> **Requirement**
Before you finish, make sure every line below has been written out exactly.

= Beginning of Section =

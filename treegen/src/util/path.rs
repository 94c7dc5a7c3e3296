use std::path::PathBuf;

/// Expand `~`, `$VAR` and `${VAR}`; returns the input unchanged if expansion fails.
pub fn expand_env_vars(path: &str) -> String {
    shellexpand::full(path)
        .map(|s| s.into_owned())
        .unwrap_or_else(|_| path.to_string())
}

pub fn expand_path(path: &str) -> PathBuf {
    PathBuf::from(expand_env_vars(path))
}
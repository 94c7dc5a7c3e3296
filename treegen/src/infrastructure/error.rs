//! Infrastructure-level errors (wraps application errors)

use std::path::PathBuf;

use thiserror::Error;

use crate::application::ApplicationError;

/// Infrastructure errors wrap application errors and add output-file concerns.
#[derive(Error, Debug)]
pub enum InfraError {
    #[error("{0}")]
    Application(#[from] ApplicationError),

    #[error("cannot create output file: {path}")]
    CreateOutput {
        path: PathBuf,
        #[source]
        source: std::io::Error,
    },
}

/// Result type for infrastructure layer operations.
pub type InfraResult<T> = Result<T, InfraError>;
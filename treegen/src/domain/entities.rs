//! Domain entities: core data structures

use std::fmt;

/// Parent/child pair of node indices in a level-order numbered tree.
///
/// Node indices are 1-based; the root is always `1`.
#[derive(Debug, Clone, Copy, PartialEq, Eq, Hash, PartialOrd, Ord)]
pub struct Edge {
    pub parent: u64,
    pub child: u64,
}

impl Edge {
    pub fn new(parent: u64, child: u64) -> Self {
        Self { parent, child }
    }
}

impl From<(u64, u64)> for Edge {
    fn from((parent, child): (u64, u64)) -> Self {
        Self { parent, child }
    }
}

impl From<Edge> for (u64, u64) {
    fn from(edge: Edge) -> Self {
        (edge.parent, edge.child)
    }
}

impl fmt::Display for Edge {
    fn fmt(&self, f: &mut fmt::Formatter<'_>) -> fmt::Result {
        write!(f, "{}, {}", self.parent, self.child)
    }
}

/// One row of the generated employee table.
#[derive(Debug, Clone, PartialEq, Eq)]
pub struct Employee {
    /// Row counter, starting at 1
    pub id: u64,
    /// Node index of the employee in the org tree
    pub emp_id: u64,
    pub emp_name: String,
    /// Node index of the manager; `None` for the root
    pub mgr_id: Option<u64>,
}

impl Employee {
    /// The root of the org chart: has no manager.
    pub fn root(emp_name: String) -> Self {
        Self {
            id: 1,
            emp_id: 1,
            emp_name,
            mgr_id: None,
        }
    }

    /// Employee at the child end of `edge`, managed by the parent.
    pub fn from_edge(id: u64, edge: Edge, emp_name: String) -> Self {
        Self {
            id,
            emp_id: edge.child,
            emp_name,
            mgr_id: Some(edge.parent),
        }
    }
}

/// Literal written in place of a missing manager id.
pub const NULL_LITERAL: &str = "NULL";

impl fmt::Display for Employee {
    fn fmt(&self, f: &mut fmt::Formatter<'_>) -> fmt::Result {
        write!(f, "{}, {}, {}, ", self.id, self.emp_id, self.emp_name)?;
        match self.mgr_id {
            Some(mgr) => write!(f, "{}", mgr),
            None => f.write_str(NULL_LITERAL),
        }
    }
}
//! Domain layer: entities and tree arithmetic
//!
//! This layer is independent of external concerns (no I/O, no CLI, no config loading).

pub mod entities;
pub mod error;
pub mod level_order;

pub use entities::*;
pub use error::DomainError;
pub use level_order::{level_order_edges, Branching, LevelOrderEdges};
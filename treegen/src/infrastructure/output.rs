//! Output destinations for generated text

use std::fmt;
use std::fs::File;
use std::io::{self, BufWriter, Write};
use std::path::PathBuf;

use tracing::debug;

use crate::infrastructure::{InfraError, InfraResult};
use crate::util::path::expand_path;

/// Where a generator writes: stdout or a file (truncated on open).
#[derive(Debug, Clone, PartialEq, Eq)]
pub enum OutputTarget {
    Stdout,
    File(PathBuf),
}

impl OutputTarget {
    /// `-` selects stdout; anything else is a path with `~`/`$VAR` expansion.
    pub fn parse(arg: &str) -> Self {
        match arg.trim() {
            "-" | "" => Self::Stdout,
            path => Self::File(expand_path(path)),
        }
    }

    pub fn open(&self) -> InfraResult<Box<dyn Write>> {
        debug!("open output: {}", self);
        match self {
            Self::Stdout => Ok(Box::new(BufWriter::new(io::stdout().lock()))),
            Self::File(path) => {
                let file = File::create(path).map_err(|source| InfraError::CreateOutput {
                    path: path.clone(),
                    source,
                })?;
                Ok(Box::new(BufWriter::new(file)))
            }
        }
    }
}

impl fmt::Display for OutputTarget {
    fn fmt(&self, f: &mut fmt::Formatter<'_>) -> fmt::Result {
        match self {
            Self::Stdout => f.write_str("<stdout>"),
            Self::File(path) => write!(f, "{}", path.display()),
        }
    }
}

= End of Section =

> **Your response**
filename treegen/src/util/path.rs
repository 94c7dc5a7c3e3296
use std::path::PathBuf;

/// Expand `~`, `$VAR` and `${VAR}`; returns the input unchanged if expansion fails.
pub fn expand_env_vars(path: &str) -> String {
    shellexpand::full(path)
        .map(|s| s.into_owned())
        .unwrap_or_else(|_| path.to_string())
}

pub fn expand_path(path: &str) -> PathBuf {
    PathBuf::from(expand_env_vars(path))
}
repository 94c7dc5a7c3e3296
filename treegen/src/infrastructure/error.rs
//! Infrastructure-level errors (wraps application errors)

use std::path::PathBuf;

use thiserror::Error;

use crate::application::ApplicationError;

/// Infrastructure errors wrap application errors and add output-file concerns.
#[derive(Error, Debug)]
pub enum InfraError {
    #[error("{0}")]
    Application(#[from] ApplicationError),

    #[error("cannot create output file: {path}")]
    CreateOutput {
        path: PathBuf,
        #[source]
        source: std::io::Error,
    },
}

/// Result type for infrastructure layer operations.
pub type InfraResult<T> = Result<T, InfraError>;
filename treegen/src/domain/entities.rs
//! Domain entities: core data structures

use std::fmt;

/// Parent/child pair of node indices in a level-order numbered tree.
///
/// Node indices are 1-based; the root is always `1`.
#[derive(Debug, Clone, Copy, PartialEq, Eq, Hash, PartialOrd, Ord)]
pub struct Edge {
    pub parent: u64,
    pub child: u64,
}

impl Edge {
    pub fn new(parent: u64, child: u64) -> Self {
        Self { parent, child }
    }
}

impl From<(u64, u64)> for Edge {
    fn from((parent, child): (u64, u64)) -> Self {
        Self { parent, child }
    }
}

impl From<Edge> for (u64, u64) {
    fn from(edge: Edge) -> Self {
        (edge.parent, edge.child)
    }
}

impl fmt::Display for Edge {
    fn fmt(&self, f: &mut fmt::Formatter<'_>) -> fmt::Result {
        write!(f, "{}, {}", self.parent, self.child)
    }
}

/// One row of the generated employee table.
#[derive(Debug, Clone, PartialEq, Eq)]
pub struct Employee {
    /// Row counter, starting at 1
    pub id: u64,
    /// Node index of the employee in the org tree
    pub emp_id: u64,
    pub emp_name: String,
    /// Node index of the manager; `None` for the root
    pub mgr_id: Option<u64>,
}

impl Employee {
    /// The root of the org chart: has no manager.
    pub fn root(emp_name: String) -> Self {
        Self {
            id: 1,
            emp_id: 1,
            emp_name,
            mgr_id: None,
        }
    }

    /// Employee at the child end of `edge`, managed by the parent.
    pub fn from_edge(id: u64, edge: Edge, emp_name: String) -> Self {
        Self {
            id,
            emp_id: edge.child,
            emp_name,
            mgr_id: Some(edge.parent),
        }
    }
}

/// Literal written in place of a missing manager id.
pub const NULL_LITERAL: &str = "NULL";

impl fmt::Display for Employee {
    fn fmt(&self, f: &mut fmt::Formatter<'_>) -> fmt::Result {
        write!(f, "{}, {}, {}, ", self.id, self.emp_id, self.emp_name)?;
        match self.mgr_id {
            Some(mgr) => write!(f, "{}", mgr),
            None => f.write_str(NULL_LITERAL),
        }
    }
}
//! Domain layer: entities and tree arithmetic
//!
//! This layer is independent of external concerns (no I/O, no CLI, no config loading).

pub mod entities;
pub mod error;
pub mod level_order;

pub use entities::*;
pub use error::DomainError;
pub use level_order::{level_order_edges, Branching, LevelOrderEdges};
filename treegen/src/infrastructure/output.rs
//! Output destinations for generated text

use std::fmt;
use std::fs::File;
use std::io::{self, BufWriter, Write};
use std::path::PathBuf;

use tracing::debug;

use crate::infrastructure::{InfraError, InfraResult};
use crate::util::path::expand_path;

/// Where a generator writes: stdout or a file (truncated on open).
#[derive(Debug, Clone, PartialEq, Eq)]
pub enum OutputTarget {
    Stdout,
    File(PathBuf),
}

impl OutputTarget {
    /// `-` selects stdout; anything else is a path with `~`/`$VAR` expansion.
    pub fn parse(arg: &str) -> Self {
        match arg.trim() {
            "-" | "" => Self::Stdout,
            path => Self::File(expand_path(path)),
        }
    }

    pub fn open(&self) -> InfraResult<Box<dyn Write>> {
        debug!("open output: {}", self);
        match self {
            Self::Stdout => Ok(Box::new(BufWriter::new(io::stdout().lock()))),
            Self::File(path) => {
                let file = File::create(path).map_err(|source| InfraError::CreateOutput {
                    path: path.clone(),
                    source,
                })?;
                Ok(Box::new(BufWriter::new(file)))
            }
        }
    }
}

impl fmt::Display for OutputTarget {
    fn fmt(&self, f: &mut fmt::Formatter<'_>) -> fmt::Result {
        match self {
            Self::Stdout => f.write_str("<stdout>"),
            Self::File(path) => write!(f, "{}", path.display()),
        }
    }
}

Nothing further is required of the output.